### Task prompt:
Write out the complete data exactly as written.
== Data provided
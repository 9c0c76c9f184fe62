//! # formwright
//!
//! Form fields derived from bound models.
//!
//! This is the meta-crate that re-exports the workspace crates. Depend on
//! `formwright` for everything, or on the individual crates for finer
//! control.

/// Settings, settings loading, logging, and error types.
pub use formwright_core as core;

/// Type inference, renderer discovery, wrappers, and field composition.
#[cfg(feature = "forms")]
pub use formwright_forms as forms;

/// The types most callers need.
pub mod prelude {
    pub use formwright_core::settings::{ComponentSettings, Settings, WrapperSettings};
    pub use formwright_core::{FormError, FormResult};

    #[cfg(feature = "forms")]
    pub use formwright_forms::fragment::{Control, ControlKind, Fragment, RenderedField};
    #[cfg(feature = "forms")]
    pub use formwright_forms::model::{BoundModel, Column, ColumnType, ModelSnapshot};
    #[cfg(feature = "forms")]
    pub use formwright_forms::options::{options, Options};
    #[cfg(feature = "forms")]
    pub use formwright_forms::{FormBuilder, FormEnvironment};
}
====
### Written answer:
repository 9c0c76c9f184fe62
//! # formwright
//!
//! Form fields derived from bound models.
//!
//! This is the meta-crate that re-exports the workspace crates. Depend on
//! `formwright` for everything, or on the individual crates for finer
//! control.

/// Settings, settings loading, logging, and error types.
pub use formwright_core as core;

/// Type inference, renderer discovery, wrappers, and field composition.
#[cfg(feature = "forms")]
pub use formwright_forms as forms;

/// The types most callers need.
pub mod prelude {
    pub use formwright_core::settings::{ComponentSettings, Settings, WrapperSettings};
    pub use formwright_core::{FormError, FormResult};

    #[cfg(feature = "forms")]
    pub use formwright_forms::fragment::{Control, ControlKind, Fragment, RenderedField};
    #[cfg(feature = "forms")]
    pub use formwright_forms::model::{BoundModel, Column, ColumnType, ModelSnapshot};
    #[cfg(feature = "forms")]
    pub use formwright_forms::options::{options, Options};
    #[cfg(feature = "forms")]
    pub use formwright_forms::{FormBuilder, FormEnvironment};
}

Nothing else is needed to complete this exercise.